3. One more time on basic performance - Interactive Julia

CUDA by example has a Julia fractal demo that wasn't optimized for speed. This is understandable, since the demo was only ment as an example of simple CUDA code, and a teaser for how easy it is to get some visual output. The demo was also kind of dull, only producing a still image. I have written an interactive version, were you can explore the fractal by moving the mouse. It is also rewritten to a single file for simplicity:

interactiveJulia.cu

Note that you must compile with -lglut (and possibly -lGL and -lGLU for other Unixes).

Put in a timer in the code. Only by inspecting the code, you should find that it isn't reasonably written. Why?

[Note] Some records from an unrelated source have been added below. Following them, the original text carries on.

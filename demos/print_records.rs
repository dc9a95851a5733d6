use memspace_rs::MemorySpace;
use memspace_rs::runtime::texture::Int2;
use memspace_rs::runtime::{self, TrackedBuffer};
use memspace_rs::space::access;

fn main() -> Result<(), Box<dyn std::error::Error>> {
    println!("=== Memory Space Access Matrix ===");
    println!("{:<24} {:<24} assign access deepcopy", "executing", "target");
    for a in MemorySpace::ALL {
        for b in MemorySpace::ALL {
            let e = access::query(a, b);
            println!(
                "{:<24} {:<24} {:<6} {:<6} {}",
                a.name(),
                b.name(),
                e.assignable,
                e.accessible,
                e.deepcopy
            );
        }
    }

    let rt = runtime::acquire()?;

    let weights = TrackedBuffer::new(rt.clone(), MemorySpace::RestrictedDevice, "weights", 1 << 20)?;
    let staging = TrackedBuffer::new(rt.clone(), MemorySpace::PinnedHost, "staging", 64 * 1024)?;
    let _scratch = TrackedBuffer::new(rt.clone(), MemorySpace::Device, "scratch", 4096)?;

    rt.write_from_host(staging.as_ptr(), &[1u8; 1024])?;
    let tex = weights.attach_texture::<Int2>()?;
    println!("\n[+] Attached texture {} to \"weights\"", tex.0);

    println!();
    for space in MemorySpace::ALL {
        print!("{}", rt.report(space, true));
    }

    drop((weights, staging, _scratch));
    runtime::release();
    Ok(())
}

Fix the problem. (Hint: It is nothing that you havn't seen before, but rather a rehearsal of older problems - but a lot prettier.)

Here you will need one more CUDA event call: cudaEventDestroy(), to clean up after a CUDA event and avoid memory leaks.

QUESTION: What was the problem?

QUESTION: How did you correct it?

QUESTION: What speedup did you get?

4. Beefing up the interactive fractal (non-mandatory, if you have time)

This exercise is not mandatory, but if you have the time, we suggest that you work with the interactive fractal of part 3. You don't need any OpenGL experience but it will help you to understand the lab shell.

Learning goal with this part: To work with a CUDA-based program, editing CPU as well as GPU code, exercising the combination while still using simple CUDA code. Impressing other students and maybe the lab assistant.

As a teaser, I made this slightly changed color scheme, and it only took a few minutes to code! (And of course it runs just as fast as your solution to part 3.)



Feel free to make experiments on how to map the result of the recursion into presented colors. Much of the beauty of fractals come from the choice of colors and tresholds. You may also consider totally different changes, like changing the scale and translation to make it a fractal explorer (Julia or Mandelbrot) etc.

QUESTION: What kind of modifications did you implement?


That is all for lab 4. Write down answers to all questions and then show your results to us.